His tour opens the door to Irish palaces like Farmleigh (where the Edwardian ballroom is said to have a floor made from barrels brought from the brewery) and Luggala in the Wicklow Mountains, to Ashford Castle, Beaumont House, Luttrellstown Castle and 80 St. Stephens Green - now known as Iveagh House, home to the Department of Foreign Affairs.
Unravelling the stories of more than a dozen great Guinness houses, Tinniswood reveals what life was like for a dynasty that rose from ordinary beginnings in Georgian Dublin to become one of the most powerful families in Ireland and Britain.

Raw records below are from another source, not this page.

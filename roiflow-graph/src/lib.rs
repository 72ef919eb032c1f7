//! roiflow-graph: Lazy dataflow engine.
//!
//! Operators expose typed [`Slot`]s. Connecting slots builds a graph;
//! metadata flows forward eagerly, data is pulled lazily through
//! [`Request`]s that run on the graph's [`Scheduler`], and changes are
//! announced as dirty regions that each operator maps from its inputs to
//! its outputs.
//!
//! ```no_run
//! use roiflow_graph::{Graph, Scheduler, SchedulerConfig};
//! use std::sync::Arc;
//!
//! let scheduler = Arc::new(Scheduler::new(&SchedulerConfig::default())?);
//! let graph = Graph::new(scheduler);
//! # Ok::<(), roiflow_core::Error>(())
//! ```

pub mod dirty;
pub mod graph;
pub mod operator;
pub mod request;
pub mod slot;

pub use dirty::{DirtyCallback, IndexCallback, Subscription};
pub use graph::Graph;
pub use operator::{Operator, OperatorBuilder, OperatorHandle, OperatorNode, StructureChange};
pub use request::{wait_all, Request, Scheduler, SchedulerConfig};
pub use slot::{Direction, Slot, SlotStatus, SlotType, WeakSlot};

// Re-export core types for convenience
pub use roiflow_core::{ArrayData, DType, Dirty, Error, Meta, Result, Roi, Value};
//! HDF5 backend for project trees.
//!
//! Groups map to HDF5 groups, array datasets to typed datasets of the same
//! shape, scalar datasets to scalar datasets (text as variable-length
//! UTF-8), and attributes to variable-length UTF-8 string attributes.

use crate::tree::{DatasetData, ProjectGroup};
use crate::{Error, Result};
use hdf5::types::{FloatSize, IntSize, TypeDescriptor, VarLenUnicode};
use hdf5::{Dataset, File, Group, Location};
use roiflow_core::ArrayData;
use std::path::Path;
use std::str::FromStr;

/// Writes `tree` to a new HDF5 file at `path`, replacing any existing file.
///
/// # Errors
/// Returns an error if the file cannot be created or written.
pub fn write_project_hdf5<P: AsRef<Path>>(path: P, tree: &ProjectGroup) -> Result<()> {
    let file = File::create(path.as_ref())?;
    write_group(&file, tree)?;
    log::debug!("wrote project to {}", path.as_ref().display());
    Ok(())
}

/// Reads the whole HDF5 file at `path` into a project tree.
///
/// # Errors
/// Returns an error if the file cannot be read or holds a dataset type the
/// tree cannot represent.
pub fn read_project_hdf5<P: AsRef<Path>>(path: P) -> Result<ProjectGroup> {
    let file = File::open(path.as_ref())?;
    read_group(&file)
}

fn write_group(target: &Group, group: &ProjectGroup) -> Result<()> {
    for (name, value) in group.attrs() {
        set_attr_str(target, name, value)?;
    }
    for (name, dataset) in group.datasets() {
        let written = write_dataset(target, name, &dataset.data)?;
        for (attr, value) in &dataset.attrs {
            set_attr_str(&written, attr, value)?;
        }
    }
    for (name, child) in group.groups() {
        let created = target.create_group(name)?;
        write_group(&created, child)?;
    }
    Ok(())
}

fn write_dataset(group: &Group, name: &str, data: &DatasetData) -> Result<Dataset> {
    let dataset = match data {
        DatasetData::Array(ArrayData::U8(array)) => {
            let ds = group.new_dataset::<u8>().shape(array.shape().to_vec()).create(name)?;
            ds.write(array)?;
            ds
        }
        DatasetData::Array(ArrayData::U32(array)) => {
            let ds = group.new_dataset::<u32>().shape(array.shape().to_vec()).create(name)?;
            ds.write(array)?;
            ds
        }
        DatasetData::Array(ArrayData::F32(array)) => {
            let ds = group.new_dataset::<f32>().shape(array.shape().to_vec()).create(name)?;
            ds.write(array)?;
            ds
        }
        DatasetData::Text(text) => {
            let ds = group.new_dataset::<VarLenUnicode>().shape(()).create(name)?;
            ds.write_scalar(&to_var_len_unicode(text)?)?;
            ds
        }
        DatasetData::Int(value) => {
            let ds = group.new_dataset::<i64>().shape(()).create(name)?;
            ds.write_scalar(value)?;
            ds
        }
        DatasetData::Float(value) => {
            let ds = group.new_dataset::<f64>().shape(()).create(name)?;
            ds.write_scalar(value)?;
            ds
        }
    };
    Ok(dataset)
}

fn read_group(source: &Group) -> Result<ProjectGroup> {
    let mut group = ProjectGroup::new();
    for (name, value) in read_attrs(source)? {
        group.set_attr(&name, value);
    }
    for ds in source.datasets()? {
        let name = base_name(&ds.name());
        let data = read_dataset(&ds, &name)?;
        let dataset = group.insert_dataset(&name, data);
        for (attr, value) in read_attrs(&ds)? {
            dataset.set_attr(&attr, value);
        }
    }
    for child in source.groups()? {
        let name = base_name(&child.name());
        *group.require_group(&name) = read_group(&child)?;
    }
    Ok(group)
}

fn read_dataset(ds: &Dataset, name: &str) -> Result<DatasetData> {
    let descriptor = ds.dtype()?.to_descriptor()?;
    let scalar = ds.ndim() == 0;
    let data = match descriptor {
        TypeDescriptor::Unsigned(IntSize::U1) if !scalar => {
            DatasetData::Array(ArrayData::U8(ds.read_dyn::<u8>()?))
        }
        TypeDescriptor::Unsigned(IntSize::U4) if !scalar => {
            DatasetData::Array(ArrayData::U32(ds.read_dyn::<u32>()?))
        }
        TypeDescriptor::Float(FloatSize::U4) if !scalar => {
            DatasetData::Array(ArrayData::F32(ds.read_dyn::<f32>()?))
        }
        TypeDescriptor::Integer(_) | TypeDescriptor::Unsigned(_) if scalar => {
            DatasetData::Int(ds.read_scalar::<i64>()?)
        }
        TypeDescriptor::Float(_) if scalar => DatasetData::Float(ds.read_scalar::<f64>()?),
        TypeDescriptor::VarLenUnicode if scalar => {
            DatasetData::Text(ds.read_scalar::<VarLenUnicode>()?.to_string())
        }
        other => {
            return Err(Error::InvalidFormat(format!(
                "dataset {name} has unsupported type {other:?} (ndim {})",
                ds.ndim()
            )))
        }
    };
    Ok(data)
}

fn read_attrs(location: &Location) -> Result<Vec<(String, String)>> {
    let mut attrs = Vec::new();
    for name in location.attr_names()? {
        let attr = location.attr(&name)?;
        match attr.read_scalar::<VarLenUnicode>() {
            Ok(value) => attrs.push((name, value.to_string())),
            Err(e) => log::debug!("skipping non-text attribute {name}: {e}"),
        }
    }
    Ok(attrs)
}

fn set_attr_str(location: &Location, name: &str, value: &str) -> Result<()> {
    let value = to_var_len_unicode(value)?;
    location
        .new_attr::<VarLenUnicode>()
        .create(name)?
        .write_scalar(&value)?;
    Ok(())
}

fn base_name(path: &str) -> String {
    path.rsplit('/').next().unwrap_or(path).to_string()
}

fn to_var_len_unicode(value: &str) -> Result<VarLenUnicode> {
    VarLenUnicode::from_str(value)
        .map_err(|e| Error::InvalidFormat(format!("invalid utf-8 text: {e}")))
}
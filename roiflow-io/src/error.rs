//! Persistence error types.

use thiserror::Error;

/// Result type for persistence operations.
pub type Result<T> = std::result::Result<T, Error>;

/// Persistence error types.
#[derive(Error, Debug)]
pub enum Error {
    /// File I/O error.
    #[error("I/O error: {0}")]
    Io(#[from] std::io::Error),

    /// Classifier (de)serialization error.
    #[error("JSON error: {0}")]
    Json(#[from] serde_json::Error),

    /// HDF5 library error.
    #[cfg(feature = "hdf5")]
    #[error("HDF5 error: {0}")]
    Hdf5(#[from] hdf5::Error),

    /// Project content that does not match the expected layout.
    #[error("invalid project format: {0}")]
    InvalidFormat(String),

    /// Error raised by the pipeline.
    #[error("pipeline error: {0}")]
    Core(#[from] roiflow_core::Error),
}
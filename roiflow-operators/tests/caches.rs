mod common;

use common::{graph, ramp, record_dirty, roi, Counter, Slow};
use roiflow_graph::{wait_all, Dirty, Roi, SlotType, Value};
use roiflow_operators::{CacheConfig, OpBlockedArrayCache, OpValueCache};
use std::thread;
use std::time::Duration;

fn blocked_config(budget: usize) -> CacheConfig {
    CacheConfig::default()
        .with_block_shape(vec![4, 4])
        .with_memory_budget_bytes(budget)
}

#[test]
fn test_blocked_cache_computes_each_block_once() {
    let g = graph(2);
    let source = Counter::add(&g, "Source", SlotType::Array);
    source.input.set_value(ramp(&[8, 8])).unwrap();
    let cache = g
        .add_operator("Cache", |b| OpBlockedArrayCache::build(b, blocked_config(1 << 20)))
        .unwrap();
    g.connect(&source.output, &cache.input).unwrap();

    let full = roi(&[0, 0], &[8, 8]);
    assert_eq!(cache.output.read(&full).unwrap(), ramp(&[8, 8]));
    assert_eq!(source.executions(), 4);
    assert_eq!(cache.cached_blocks(), 4);
    assert_eq!(cache.cached_bytes(), 4 * 16 * 4);

    let part = cache.output.read(&roi(&[2, 3], &[6, 5])).unwrap();
    assert_eq!(part, ramp(&[8, 8]).region(&roi(&[2, 3], &[6, 5])).unwrap());
    assert_eq!(source.executions(), 4);
}

#[test]
fn test_blocked_cache_invalidates_only_touched_blocks() {
    let g = graph(2);
    let source = Counter::add(&g, "Source", SlotType::Array);
    source.input.set_value(ramp(&[8, 8])).unwrap();
    let cache = g
        .add_operator("Cache", |b| OpBlockedArrayCache::build(b, blocked_config(1 << 20)))
        .unwrap();
    g.connect(&source.output, &cache.input).unwrap();
    cache.output.read(&roi(&[0, 0], &[8, 8])).unwrap();

    let (seen, _sub) = record_dirty(&cache.output);
    source.input.set_dirty(roi(&[1, 1], &[3, 3]));

    assert_eq!(
        seen.lock().unwrap().as_slice(),
        &[Dirty::Region(roi(&[1, 1], &[3, 3]))]
    );
    assert_eq!(cache.cached_blocks(), 3);
    cache.output.read(&roi(&[0, 0], &[8, 8])).unwrap();
    assert_eq!(source.executions(), 5);
}

#[test]
fn test_blocked_cache_evicts_oldest_over_budget() {
    let g = graph(1);
    let source = Counter::add(&g, "Source", SlotType::Array);
    source.input.set_value(ramp(&[8, 8])).unwrap();
    // Room for two f32 blocks of 4x4.
    let cache = g
        .add_operator("Cache", |b| OpBlockedArrayCache::build(b, blocked_config(128)))
        .unwrap();
    g.connect(&source.output, &cache.input).unwrap();

    cache.output.read(&roi(&[0, 0], &[8, 8])).unwrap();
    assert_eq!(cache.cached_blocks(), 2);
    assert!(cache.cached_bytes() <= cache.budget_bytes());

    // The two most recent blocks are the lower ones.
    cache.output.read(&roi(&[4, 0], &[8, 8])).unwrap();
    assert_eq!(source.executions(), 4);
    cache.output.read(&roi(&[0, 0], &[4, 4])).unwrap();
    assert_eq!(source.executions(), 5);
}

#[test]
fn test_blocked_cache_concurrent_readers_share_blocks() {
    let g = graph(4);
    let source = Counter::add(&g, "Source", SlotType::Array);
    source.input.set_value(ramp(&[8, 8])).unwrap();
    let cache = g
        .add_operator("Cache", |b| OpBlockedArrayCache::build(b, blocked_config(1 << 20)))
        .unwrap();
    g.connect(&source.output, &cache.input).unwrap();

    let requests: Vec<_> = (0..8)
        .map(|_| cache.output.request(roi(&[0, 0], &[8, 8])))
        .collect();
    for request in &requests {
        request.submit();
    }
    for value in wait_all(&requests).unwrap() {
        assert_eq!(value.as_array().unwrap(), &ramp(&[8, 8]));
    }
    assert_eq!(source.executions(), 4);
}

#[test]
fn test_blocked_cache_fix_at_current_defers_invalidation() {
    let g = graph(1);
    let source = Counter::add(&g, "Source", SlotType::Array);
    source.input.set_value(ramp(&[4, 4])).unwrap();
    let cache = g
        .add_operator("Cache", |b| OpBlockedArrayCache::build(b, blocked_config(1 << 20)))
        .unwrap();
    g.connect(&source.output, &cache.input).unwrap();
    let full = roi(&[0, 0], &[4, 4]);
    let before = cache.output.read(&full).unwrap();

    cache.fix_at_current.set_value(true).unwrap();
    let (seen, _sub) = record_dirty(&cache.output);
    let mut changed = ramp(&[4, 4]);
    if let roiflow_graph::ArrayData::F32(a) = &mut changed {
        a.mapv_inplace(|v| v + 100.0);
    }
    source.input.set_value(changed.clone()).unwrap();

    assert!(seen.lock().unwrap().is_empty());
    assert_eq!(cache.output.read(&full).unwrap(), before);

    cache.fix_at_current.set_value(false).unwrap();
    assert_eq!(seen.lock().unwrap().as_slice(), &[Dirty::Whole]);
    assert_eq!(cache.output.read(&full).unwrap(), changed);
}

#[test]
fn test_value_cache_serves_until_input_changes() {
    let g = graph(1);
    let source = Counter::add(&g, "Source", SlotType::Value);
    source.input.set_value(Value::Int(3)).unwrap();
    let cache = g.add_operator("Cache", OpValueCache::build).unwrap();
    g.connect(&source.output, &cache.input).unwrap();

    assert_eq!(cache.output.value().unwrap(), Value::Int(3));
    assert_eq!(cache.output.value().unwrap(), Value::Int(3));
    assert_eq!(source.executions(), 1);

    let (seen, _sub) = record_dirty(&cache.output);
    source.input.set_value(Value::Int(5)).unwrap();
    assert_eq!(seen.lock().unwrap().as_slice(), &[Dirty::Whole]);
    assert!(!cache.has_value());
    assert_eq!(cache.output.value().unwrap(), Value::Int(5));
    assert_eq!(source.executions(), 2);
}

#[test]
fn test_value_cache_force_value_is_ready_without_upstream() {
    let g = graph(1);
    let source = Counter::add(&g, "Source", SlotType::Value);
    let cache = g.add_operator("Cache", OpValueCache::build).unwrap();
    g.connect(&source.output, &cache.input).unwrap();
    assert!(!cache.output.ready());

    cache.force_value(Value::Text("forest".to_string())).unwrap();

    assert!(cache.output.ready());
    assert_eq!(cache.output.value().unwrap(), Value::Text("forest".to_string()));
    assert_eq!(source.executions(), 0);
}

#[test]
fn test_value_cache_fix_at_current_replays_change() {
    let g = graph(1);
    let source = Counter::add(&g, "Source", SlotType::Value);
    source.input.set_value(Value::Int(1)).unwrap();
    let cache = g.add_operator("Cache", OpValueCache::build).unwrap();
    g.connect(&source.output, &cache.input).unwrap();
    assert_eq!(cache.output.value().unwrap(), Value::Int(1));

    cache.fix_at_current.set_value(true).unwrap();
    let (seen, _sub) = record_dirty(&cache.output);
    source.input.set_value(Value::Int(2)).unwrap();
    assert!(seen.lock().unwrap().is_empty());
    assert_eq!(cache.output.value().unwrap(), Value::Int(1));

    cache.fix_at_current.set_value(false).unwrap();
    assert_eq!(seen.lock().unwrap().as_slice(), &[Dirty::Whole]);
    assert_eq!(cache.output.value().unwrap(), Value::Int(2));
}

#[test]
fn test_value_cache_drops_value_invalidated_during_read() {
    let g = graph(2);
    let source = Slow::add(&g, "Source", SlotType::Value, Duration::from_millis(300));
    source.input.set_value(Value::Int(1)).unwrap();
    let cache = g.add_operator("Cache", OpValueCache::build).unwrap();
    g.connect(&source.output, &cache.input).unwrap();

    let in_flight = cache.output.request(Roi::scalar());
    in_flight.submit();
    thread::sleep(Duration::from_millis(100));
    source.input.set_value(Value::Int(2)).unwrap();

    assert_eq!(in_flight.wait().unwrap(), Value::Int(1));
    assert_eq!(cache.output.value().unwrap(), Value::Int(2));
}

This engaging and accessible history features new and archival photographs and paintings that illuminate the writing.
The family’s British houses - including Elveden, which has featured in the series The Crown, and the now public owned Kenwood House - also feature in this lavishly illustrated and comprehensively described work of history, architecture and cultural commentary.
Adrian Tinniswood, OBE FSA, is a true chronicler of the country houses of the UK and Ireland, having published 19 books on social and architectural history. His many acclaimed titles include The Long Weekend: Life in the English Country House Between the Wars, a New York Times and Sunday Times bestseller, and The Verneys: a True Story of Love, War and Madness in Seventeenth-Century England, which was shortlisted for the BBC/Samuel Johnson Prize.
Tinniswood is currently Professor of British Cultural History at the University of Buckingham.